(WHAT THE TASK REQUIRES): Beginning at the line that contains "fn difficulty_response(bc: &Blockchain)", return every remaining line of the data below exactly; return nothing before it.

Saved entries:
********************
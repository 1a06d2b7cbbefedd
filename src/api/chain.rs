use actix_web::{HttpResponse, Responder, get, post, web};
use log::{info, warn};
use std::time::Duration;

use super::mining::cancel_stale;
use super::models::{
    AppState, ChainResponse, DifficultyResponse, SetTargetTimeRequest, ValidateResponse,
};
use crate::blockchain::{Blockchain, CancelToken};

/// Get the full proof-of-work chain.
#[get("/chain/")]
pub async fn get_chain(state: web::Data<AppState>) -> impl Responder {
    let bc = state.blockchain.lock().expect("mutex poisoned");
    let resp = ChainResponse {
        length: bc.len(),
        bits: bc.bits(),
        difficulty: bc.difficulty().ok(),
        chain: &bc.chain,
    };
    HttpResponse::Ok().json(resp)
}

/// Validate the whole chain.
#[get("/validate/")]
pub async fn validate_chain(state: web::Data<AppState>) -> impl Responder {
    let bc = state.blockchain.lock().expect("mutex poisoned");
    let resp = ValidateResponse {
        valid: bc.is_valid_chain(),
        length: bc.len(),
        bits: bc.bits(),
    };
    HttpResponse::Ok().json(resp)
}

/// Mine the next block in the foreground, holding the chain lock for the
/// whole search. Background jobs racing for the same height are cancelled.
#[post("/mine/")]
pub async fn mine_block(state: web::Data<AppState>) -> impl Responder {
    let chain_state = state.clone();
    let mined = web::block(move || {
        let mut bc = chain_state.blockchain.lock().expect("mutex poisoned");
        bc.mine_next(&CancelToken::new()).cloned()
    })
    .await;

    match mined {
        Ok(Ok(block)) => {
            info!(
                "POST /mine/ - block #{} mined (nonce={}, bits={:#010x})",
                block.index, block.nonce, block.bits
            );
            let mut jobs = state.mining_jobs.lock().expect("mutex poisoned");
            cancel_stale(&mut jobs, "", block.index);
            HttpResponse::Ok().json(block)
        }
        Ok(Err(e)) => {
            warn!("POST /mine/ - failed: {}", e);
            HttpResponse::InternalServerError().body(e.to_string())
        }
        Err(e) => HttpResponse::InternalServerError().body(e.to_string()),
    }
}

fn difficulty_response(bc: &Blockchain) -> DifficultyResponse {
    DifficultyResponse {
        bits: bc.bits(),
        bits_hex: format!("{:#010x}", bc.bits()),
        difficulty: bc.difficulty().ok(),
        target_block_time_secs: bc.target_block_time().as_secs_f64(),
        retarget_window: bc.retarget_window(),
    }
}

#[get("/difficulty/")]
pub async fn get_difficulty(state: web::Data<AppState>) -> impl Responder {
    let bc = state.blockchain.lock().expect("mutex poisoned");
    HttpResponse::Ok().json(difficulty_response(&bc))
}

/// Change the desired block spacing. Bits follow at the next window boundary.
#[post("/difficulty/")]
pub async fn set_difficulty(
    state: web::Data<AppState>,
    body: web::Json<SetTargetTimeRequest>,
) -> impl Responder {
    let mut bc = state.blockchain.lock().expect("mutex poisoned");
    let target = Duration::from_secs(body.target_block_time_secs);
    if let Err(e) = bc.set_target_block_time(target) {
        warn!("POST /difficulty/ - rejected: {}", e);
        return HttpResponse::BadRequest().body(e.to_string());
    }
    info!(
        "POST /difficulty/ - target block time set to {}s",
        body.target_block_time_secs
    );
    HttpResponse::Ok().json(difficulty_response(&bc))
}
********************
(EXERCISE RESPONSE):
fn difficulty_response(bc: &Blockchain) -> DifficultyResponse {
    DifficultyResponse {
        bits: bc.bits(),
        bits_hex: format!("{:#010x}", bc.bits()),
        difficulty: bc.difficulty().ok(),
        target_block_time_secs: bc.target_block_time().as_secs_f64(),
        retarget_window: bc.retarget_window(),
    }
}

#[get("/difficulty/")]
pub async fn get_difficulty(state: web::Data<AppState>) -> impl Responder {
    let bc = state.blockchain.lock().expect("mutex poisoned");
    HttpResponse::Ok().json(difficulty_response(&bc))
}

/// Change the desired block spacing. Bits follow at the next window boundary.
#[post("/difficulty/")]
pub async fn set_difficulty(
    state: web::Data<AppState>,
    body: web::Json<SetTargetTimeRequest>,
) -> impl Responder {
    let mut bc = state.blockchain.lock().expect("mutex poisoned");
    let target = Duration::from_secs(body.target_block_time_secs);
    if let Err(e) = bc.set_target_block_time(target) {
        warn!("POST /difficulty/ - rejected: {}", e);
        return HttpResponse::BadRequest().body(e.to_string());
    }
    info!(
        "POST /difficulty/ - target block time set to {}s",
        body.target_block_time_secs
    );
    HttpResponse::Ok().json(difficulty_response(&bc))
}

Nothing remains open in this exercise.